While I've been moved by a lot of books, I don't usually cry while reading. And I think the only movie I've ever cried at (as in real running down my face tears) was Malcolm X with Denzel Washington.
Hannah, for me tear-inspiring works range from those that evoke merly a lump in the throat and a teary eyes to those that leave me sobbing. I also admit to having very active tear ducts. I get teary at graduations and weddings too. :)
Budweiser Clydesdale commercials.
And a lot of other things that are too numerous to list here. I don't like crying though, so I'll tighten jaw through it and just make it worse.
I saw an article last night that say the average woman cries 47 times a year, but the average man only cries 7. Really?
Though I imagine if I had one of the guys in my life answer this question, they'd say it was 6 times for the times they were accidentally racked in the groin; and the other time is when they cried because they shot the most spectacular deer ever. 13 point spread!
Thanks Janga--lovely article by the way!
MsHellion, speaking of what makes guys cry, remember that scene in Sleepless in Seattle that illustrates the differences in the movies that make men cry vs those that make women cry? Hilarious!
I hate to admit it, but The Bridges of Madison County got me. The self-sacrifice, the longing, the lonliness, and the bittersweet memories were a lethal combination. I am not overly sentimental so my reaction really surprised me. More recently I had a smililar reaction to The Guernsey Literary and Potato Peel Pie Society.
What makes me cry? Just about anything. I'm a weeper.
Songs. Yes... not specifically ones with sad lyrics, either. Sometimes it can be a happy song but reminds me of a time when I was sad like King Harvest's Dancing in the Moonlight. Although, I was listening to Blowin' in the Wind by Peter, Paul and Mary the other day and that was a real cry fest.

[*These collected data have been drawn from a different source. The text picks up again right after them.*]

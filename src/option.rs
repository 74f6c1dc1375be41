//! Declaration of a single recognized option.

use crate::error::BoxError;
use crate::value::{Destination, TextValue};

/// Callback run when an option is matched. It receives the raw value text,
/// or an empty string for options without a value.
pub type Handler<'a> = Box<dyn FnMut(&str) -> Result<(), BoxError> + 'a>;

/// A recognized option.
///
/// Build one with the chained setters and hand it to
/// [`OptionSet::register`](crate::OptionSet::register). After a parse, the
/// registered option reports whether it was [`seen`](Opt::seen) and the
/// [`raw_value`](Opt::raw_value) it was given.
///
/// ```
/// use optcall::{Opt, OptionSet};
///
/// let mut level = 0i32;
/// let mut set = OptionSet::new();
/// set.register([
///     Opt::new().short('v').long("verbose"),
///     Opt::new().long("level").value_name("N").value(&mut level),
/// ])
/// .unwrap();
///
/// let rest = set.parse(&["-v", "--level=3", "input.txt"]).unwrap();
/// assert_eq!(rest, vec!["input.txt"]);
/// assert!(set.by_short('v').unwrap().seen());
/// drop(set);
/// assert_eq!(level, 3);
/// ```
#[derive(Default)]
pub struct Opt<'a> {
    pub(crate) long: Option<String>,
    pub(crate) short: Option<char>,
    pub(crate) has_value: bool,
    pub(crate) value_name: Option<String>,
    pub(crate) destination: Option<Destination<'a>>,
    pub(crate) handler: Option<Handler<'a>>,
    pub(crate) description: Option<String>,
    pub(crate) seen: bool,
    pub(crate) raw_value: String,
}

impl<'a> Opt<'a> {
    pub fn new() -> Self {
        Self::default()
    }

    /// Set the long form, without the leading `--`. An empty name clears it.
    pub fn long(mut self, name: impl Into<String>) -> Self {
        let name = name.into();
        self.long = if name.is_empty() { None } else { Some(name) };
        self
    }

    /// Set the short form.
    pub fn short(mut self, c: char) -> Self {
        self.short = Some(c);
        self
    }

    /// Mark the option as taking a value. Attaching a destination implies
    /// this regardless of what is set here.
    pub fn has_value(mut self, has_value: bool) -> Self {
        self.has_value = has_value;
        self
    }

    /// Name of the value, for help output.
    pub fn value_name(mut self, name: impl Into<String>) -> Self {
        self.value_name = Some(name.into());
        self
    }

    /// Store the converted value in `dest`.
    pub fn value(mut self, dest: impl Into<Destination<'a>>) -> Self {
        self.destination = Some(dest.into());
        self
    }

    /// Store the value in any [`TextValue`], such as an `IpAddr`.
    pub fn text_value<T: TextValue>(self, slot: &'a mut T) -> Self {
        self.value(Destination::text(slot))
    }

    /// Run `f` with the raw value after it has been converted.
    pub fn handler<F>(mut self, f: F) -> Self
    where
        F: FnMut(&str) -> Result<(), BoxError> + 'a,
    {
        self.handler = Some(Box::new(f));
        self
    }

    pub fn description(mut self, text: impl Into<String>) -> Self {
        self.description = Some(text.into());
        self
    }

    pub fn long_name(&self) -> Option<&str> {
        self.long.as_deref()
    }

    pub fn short_name(&self) -> Option<char> {
        self.short
    }

    pub fn takes_value(&self) -> bool {
        self.has_value
    }

    pub fn value_hint(&self) -> Option<&str> {
        self.value_name.as_deref()
    }

    pub fn help(&self) -> Option<&str> {
        self.description.as_deref()
    }

    /// Whether the option was matched by the last parse.
    pub fn seen(&self) -> bool {
        self.seen
    }

    /// The unconverted text of the last value given to this option.
    pub fn raw_value(&self) -> &str {
        &self.raw_value
    }

    /// `--long` if set, otherwise `-s`.
    pub fn display_name(&self) -> String {
        match (&self.long, self.short) {
            (Some(long), _) => format!("--{}", long),
            (None, Some(c)) => format!("-{}", c),
            (None, None) => String::new(),
        }
    }

    pub(crate) fn clear_state(&mut self) {
        self.seen = false;
        self.raw_value.clear();
    }

    pub(crate) fn mark_seen(&mut self, value: Option<&str>) {
        self.seen = true;
        if let Some(v) = value {
            self.raw_value = v.to_string();
        }
    }
}

impl std::fmt::Debug for Opt<'_> {
    fn fmt(&self, f: &mut std::fmt::Formatter<'_>) -> std::fmt::Result {
        f.debug_struct("Opt")
            .field("long", &self.long)
            .field("short", &self.short)
            .field("has_value", &self.has_value)
            .field("value_name", &self.value_name)
            .field("destination", &self.destination)
            .field("handler", &self.handler.is_some())
            .field("description", &self.description)
            .field("seen", &self.seen)
            .field("raw_value", &self.raw_value)
            .finish()
    }
}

Movies. Yes. Although not as much anymore because the older I get the less I seek out the depressing movies I watched when I was younger. I'd prefer happy tears at movies now. I cried when I watched Brian's Song, The Thornbirds, The Way We Were, Steel Magnolias, Terms Of Endearment, E.T., Titanic, The Notebook... I'm sure there are more I can't think of right now.

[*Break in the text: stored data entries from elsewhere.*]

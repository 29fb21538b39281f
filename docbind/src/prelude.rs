//! Convenient re-exports of commonly used types from docbind.
//!
//! ```ignore
//! use docbind::prelude::*;
//! ```
//!
//! This provides access to:
//! - The connection registry and its configuration
//! - Datastores, entities and middleware
//! - Query options, filters and sort keys
//! - Error types

pub use std::sync::Arc;

pub use bson::{Bson, Document, doc, oid::ObjectId};

pub use docbind_core::{
    backend::{Connection, Connector, DeleteAck, Model, ModelBackend},
    config::{ConnectionConfig, InitConfig, TlsConfig},
    datastore::{Datastore, DatastoreBuilder, TypedDatastore},
    entity::{Entity, EntityExt},
    error::{DocumentStoreError, DocumentStoreResult},
    factory::DatastoreFactory,
    middleware::DatastoreMiddleware,
    options::{ByIdOptions, PaginationSort, PopulateSpec, Projection, QueryOptions},
    page::{Page, PaginationParams},
    query::{Expr, Filter, Sort, SortDirection},
    registry::{ConnectionRegistry, ConnectionStatus},
    schema::{FieldDef, FieldKind, Schema},
};
pub use docbind_macros::Entity;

And of course I've been known to cry when I read a really good book too. MJP's One Perfect Rose is a good one. I remember shedding tears during that reading. I cried during Dreaming of You by Lisa Kleypas, Kiss An Angel by Susan Elizabeth Phillips, Private Arrangements by Sherry Thomas, and countless others. The great thing about crying during a romance novel is that you know that your tears of sadness will turn into tears of joy. I always get my HEA.

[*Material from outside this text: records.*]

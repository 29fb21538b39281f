//! Store fakes shared by the unit tests.

use async_trait::async_trait;
use bson::{Bson, Document};
use std::{
    fmt,
    sync::{
        Arc, Mutex,
        atomic::{AtomicUsize, Ordering},
    },
    time::Duration,
};
use tracing::{Event, Level, Subscriber, field::Field};
use tracing_subscriber::{
    layer::{Context, Layer, SubscriberExt},
    registry::Registry,
};

use crate::{
    backend::{Connection, Connector, DeleteAck, Model, ModelBackend, QueryPlan},
    config::ConnectionConfig,
    error::{DocumentStoreError, DocumentStoreResult},
    query::Expr,
    schema::Schema,
};

/// A model that holds nothing.
#[derive(Debug)]
pub struct Empty(pub String);

#[async_trait]
impl ModelBackend for Empty {
    fn name(&self) -> &str {
        &self.0
    }

    async fn execute(&self, _plan: QueryPlan) -> DocumentStoreResult<Vec<Document>> {
        Ok(vec![])
    }

    async fn create(&self, document: Document) -> DocumentStoreResult<Document> {
        Ok(document)
    }

    async fn delete_by_id(&self, _id: Bson) -> DocumentStoreResult<DeleteAck> {
        Ok(DeleteAck::default())
    }

    async fn delete_all(&self, _filter: Option<Expr>) -> DocumentStoreResult<DeleteAck> {
        Ok(DeleteAck::default())
    }

    async fn count(&self, _filter: Option<Expr>) -> DocumentStoreResult<u64> {
        Ok(0)
    }
}

#[derive(Debug)]
pub struct EmptyConnection;

#[async_trait]
impl Connection for EmptyConnection {
    async fn bind_model(&self, name: &str, _schema: &Schema) -> DocumentStoreResult<Model> {
        Ok(Model::new(Arc::new(Empty(name.to_owned()))))
    }

    async fn bind_discriminator(
        &self,
        name: &str,
        schema: &Schema,
        _base: &str,
    ) -> DocumentStoreResult<Model> {
        self.bind_model(name, schema).await
    }
}

/// How long a `slow://` host takes to connect.
pub const SLOW_CONNECT: Duration = Duration::from_secs(2);

/// Connects to anything except `down://` hosts and counts the attempts.
/// `slow://` hosts connect after [`SLOW_CONNECT`].
#[derive(Debug, Default)]
pub struct CountingConnector {
    pub attempts: AtomicUsize,
}

#[async_trait]
impl Connector for CountingConnector {
    async fn connect(&self, config: &ConnectionConfig) -> DocumentStoreResult<Arc<dyn Connection>> {
        self.attempts.fetch_add(1, Ordering::SeqCst);

        if config.host.starts_with("down://") {
            return Err(DocumentStoreError::Initialization(format!(
                "{} unreachable",
                config.host
            )));
        }
        if config.host.starts_with("slow://") {
            tokio::time::sleep(SLOW_CONNECT).await;
        }

        Ok(Arc::new(EmptyConnection))
    }
}

/// Records the message of every `warn!` event emitted while installed.
#[derive(Clone, Default)]
pub struct Warnings(Arc<Mutex<Vec<String>>>);

impl Warnings {
    /// Captures warnings on this thread until the guard is dropped.
    pub fn capture() -> (Self, tracing::subscriber::DefaultGuard) {
        let warnings = Self::default();
        let guard = tracing::subscriber::set_default(Registry::default().with(warnings.clone()));
        (warnings, guard)
    }

    pub fn messages(&self) -> Vec<String> {
        self.0.lock().unwrap().clone()
    }
}

impl<S: Subscriber> Layer<S> for Warnings {
    fn on_event(&self, event: &Event<'_>, _ctx: Context<'_, S>) {
        if *event.metadata().level() != Level::WARN {
            return;
        }

        let mut message = Message(String::new());
        event.record(&mut message);
        self.0.lock().unwrap().push(message.0);
    }
}

struct Message(String);

impl tracing::field::Visit for Message {
    fn record_debug(&mut self, field: &Field, value: &dyn fmt::Debug) {
        if field.name() == "message" {
            self.0 = format!("{value:?}");
        }
    }
}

Hellion, I cry at commercials too, but less I think than I used too. The Kodak moments always made me teary. There used to be one that used "Green, Green Grass of Home" that was a double whammy. And the Hallmark cards! Coffee commercials are the only sentimental ones I see these days.
Beth, The Guernsey Literary and Potato Peel Pie Society made me teary too. I think my predisposition to sentimental tears dates back to childhood. I reread Alcott's books over and over again, and I cried every time a character died--and a character died in every book, I think.
Sometimes it can be a happy song but reminds me of a time when I was sad . . .
Irish, I know just what you mean. There's an old, old Johnny Tillotson song "Dreamy Eyes" on my iPod that's all schmaltz, not sad at all, but I get teary-eyed every time I listen to it because it strikes powerfully what Faulkner called "the resonant strings of remembering."
I still cry each time I watch "Beaches." Books that have made me cry include Linda Howard's "Cry No More" and Pamela Clare's "Extreme Exposure." I avoided reading "Cry No More" for a long time because I had heard it was a tearjerker, but I'm glad I did eventually read it.